◆ Problem to work on: The lines below that include the word "bounds" are to be reported.

◆ Records shown:
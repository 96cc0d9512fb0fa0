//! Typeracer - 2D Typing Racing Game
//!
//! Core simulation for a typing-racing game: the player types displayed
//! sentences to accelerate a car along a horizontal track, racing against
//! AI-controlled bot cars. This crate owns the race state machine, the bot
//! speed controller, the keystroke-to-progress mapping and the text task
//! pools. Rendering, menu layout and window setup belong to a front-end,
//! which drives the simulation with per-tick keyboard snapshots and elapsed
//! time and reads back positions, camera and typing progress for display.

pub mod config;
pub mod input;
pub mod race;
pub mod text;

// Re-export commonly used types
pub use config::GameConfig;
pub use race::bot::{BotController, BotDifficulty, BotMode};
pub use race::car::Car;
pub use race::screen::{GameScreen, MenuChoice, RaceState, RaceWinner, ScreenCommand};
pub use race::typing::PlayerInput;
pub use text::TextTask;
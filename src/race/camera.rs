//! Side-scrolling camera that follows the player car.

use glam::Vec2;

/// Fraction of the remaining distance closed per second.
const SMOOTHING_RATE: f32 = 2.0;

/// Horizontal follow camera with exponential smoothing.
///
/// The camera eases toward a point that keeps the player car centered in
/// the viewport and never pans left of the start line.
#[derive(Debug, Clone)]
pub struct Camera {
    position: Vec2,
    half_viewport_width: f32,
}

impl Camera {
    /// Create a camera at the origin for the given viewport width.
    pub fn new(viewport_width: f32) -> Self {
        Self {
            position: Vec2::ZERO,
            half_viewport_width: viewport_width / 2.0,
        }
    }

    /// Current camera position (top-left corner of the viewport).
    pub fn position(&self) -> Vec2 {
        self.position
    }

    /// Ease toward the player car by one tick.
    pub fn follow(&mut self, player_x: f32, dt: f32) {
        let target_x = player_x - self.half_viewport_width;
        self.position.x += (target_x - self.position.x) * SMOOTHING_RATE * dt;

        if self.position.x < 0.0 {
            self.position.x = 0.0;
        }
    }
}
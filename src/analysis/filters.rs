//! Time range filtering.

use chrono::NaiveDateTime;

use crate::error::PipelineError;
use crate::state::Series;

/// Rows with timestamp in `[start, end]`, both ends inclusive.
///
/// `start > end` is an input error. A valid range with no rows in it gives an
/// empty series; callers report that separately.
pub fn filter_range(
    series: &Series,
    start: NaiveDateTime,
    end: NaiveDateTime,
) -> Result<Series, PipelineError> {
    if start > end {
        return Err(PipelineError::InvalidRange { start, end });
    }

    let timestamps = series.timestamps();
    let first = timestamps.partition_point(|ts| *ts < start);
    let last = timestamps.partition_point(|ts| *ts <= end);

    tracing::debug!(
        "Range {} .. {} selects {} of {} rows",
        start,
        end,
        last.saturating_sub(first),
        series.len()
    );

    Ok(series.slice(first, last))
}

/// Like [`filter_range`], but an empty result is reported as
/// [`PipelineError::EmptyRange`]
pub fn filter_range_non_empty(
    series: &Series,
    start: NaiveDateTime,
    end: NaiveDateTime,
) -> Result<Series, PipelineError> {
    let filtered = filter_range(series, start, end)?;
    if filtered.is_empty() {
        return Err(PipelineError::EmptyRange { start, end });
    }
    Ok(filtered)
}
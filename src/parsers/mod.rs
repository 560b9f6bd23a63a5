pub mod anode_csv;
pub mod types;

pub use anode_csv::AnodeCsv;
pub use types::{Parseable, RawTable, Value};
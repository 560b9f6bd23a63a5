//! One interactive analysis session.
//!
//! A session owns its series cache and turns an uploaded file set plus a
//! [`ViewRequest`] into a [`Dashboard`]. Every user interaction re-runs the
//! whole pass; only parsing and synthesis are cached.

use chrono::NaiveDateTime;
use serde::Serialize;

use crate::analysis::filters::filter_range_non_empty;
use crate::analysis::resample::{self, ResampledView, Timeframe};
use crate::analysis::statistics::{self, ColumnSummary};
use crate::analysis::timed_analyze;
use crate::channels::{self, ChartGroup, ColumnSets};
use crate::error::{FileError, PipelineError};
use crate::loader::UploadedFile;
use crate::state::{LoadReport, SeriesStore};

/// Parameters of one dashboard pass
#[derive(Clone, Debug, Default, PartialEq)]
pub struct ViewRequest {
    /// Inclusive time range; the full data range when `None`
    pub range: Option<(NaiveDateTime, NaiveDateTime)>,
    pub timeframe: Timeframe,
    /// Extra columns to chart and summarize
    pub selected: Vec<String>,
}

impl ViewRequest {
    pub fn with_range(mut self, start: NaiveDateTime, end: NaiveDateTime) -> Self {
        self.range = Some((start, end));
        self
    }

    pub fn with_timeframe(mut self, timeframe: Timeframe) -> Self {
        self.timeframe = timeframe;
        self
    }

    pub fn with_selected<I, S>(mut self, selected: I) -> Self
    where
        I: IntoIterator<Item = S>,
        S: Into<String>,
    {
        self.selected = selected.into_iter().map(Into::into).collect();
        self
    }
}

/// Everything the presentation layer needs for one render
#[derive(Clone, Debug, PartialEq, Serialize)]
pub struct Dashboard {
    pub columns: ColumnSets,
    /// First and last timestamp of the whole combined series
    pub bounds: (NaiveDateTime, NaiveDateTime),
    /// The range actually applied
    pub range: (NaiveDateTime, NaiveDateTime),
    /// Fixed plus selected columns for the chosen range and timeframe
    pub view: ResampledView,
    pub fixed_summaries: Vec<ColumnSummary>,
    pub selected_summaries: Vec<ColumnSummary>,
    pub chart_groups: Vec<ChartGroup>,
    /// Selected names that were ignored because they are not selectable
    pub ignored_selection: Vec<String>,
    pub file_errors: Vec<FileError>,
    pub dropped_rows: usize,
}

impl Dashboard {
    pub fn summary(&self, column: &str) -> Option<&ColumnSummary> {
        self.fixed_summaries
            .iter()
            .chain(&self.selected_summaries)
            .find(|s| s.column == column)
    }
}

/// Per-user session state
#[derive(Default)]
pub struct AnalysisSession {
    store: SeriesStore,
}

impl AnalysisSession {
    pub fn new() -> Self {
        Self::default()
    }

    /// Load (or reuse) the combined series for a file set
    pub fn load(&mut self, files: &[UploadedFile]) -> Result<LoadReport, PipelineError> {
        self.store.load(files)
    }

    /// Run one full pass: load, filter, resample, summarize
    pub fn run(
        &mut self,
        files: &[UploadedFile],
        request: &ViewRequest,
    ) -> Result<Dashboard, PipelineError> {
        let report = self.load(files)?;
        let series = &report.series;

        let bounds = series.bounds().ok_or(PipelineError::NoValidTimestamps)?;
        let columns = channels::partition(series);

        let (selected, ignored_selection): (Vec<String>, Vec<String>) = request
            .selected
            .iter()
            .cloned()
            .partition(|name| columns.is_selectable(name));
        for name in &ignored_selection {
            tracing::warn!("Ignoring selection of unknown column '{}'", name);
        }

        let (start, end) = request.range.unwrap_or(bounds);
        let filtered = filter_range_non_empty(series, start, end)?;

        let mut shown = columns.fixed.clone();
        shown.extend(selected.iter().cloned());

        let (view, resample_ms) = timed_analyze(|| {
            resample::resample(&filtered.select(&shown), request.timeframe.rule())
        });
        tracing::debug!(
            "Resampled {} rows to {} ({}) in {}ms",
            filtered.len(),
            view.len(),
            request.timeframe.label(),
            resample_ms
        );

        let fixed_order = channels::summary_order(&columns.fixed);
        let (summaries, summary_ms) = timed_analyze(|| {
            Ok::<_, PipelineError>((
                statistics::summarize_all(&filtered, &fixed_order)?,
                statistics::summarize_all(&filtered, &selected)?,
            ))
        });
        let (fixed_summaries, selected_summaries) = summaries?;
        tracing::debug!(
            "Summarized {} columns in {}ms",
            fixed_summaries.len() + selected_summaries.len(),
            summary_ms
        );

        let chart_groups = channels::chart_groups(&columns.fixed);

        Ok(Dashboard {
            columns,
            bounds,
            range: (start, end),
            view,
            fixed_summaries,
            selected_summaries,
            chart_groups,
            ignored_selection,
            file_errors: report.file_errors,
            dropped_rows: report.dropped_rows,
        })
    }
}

◆ Result:
    pub bounds: (NaiveDateTime, NaiveDateTime),
        let bounds = series.bounds().ok_or(PipelineError::NoValidTimestamps)?;
        let (start, end) = request.range.unwrap_or(bounds);
            bounds,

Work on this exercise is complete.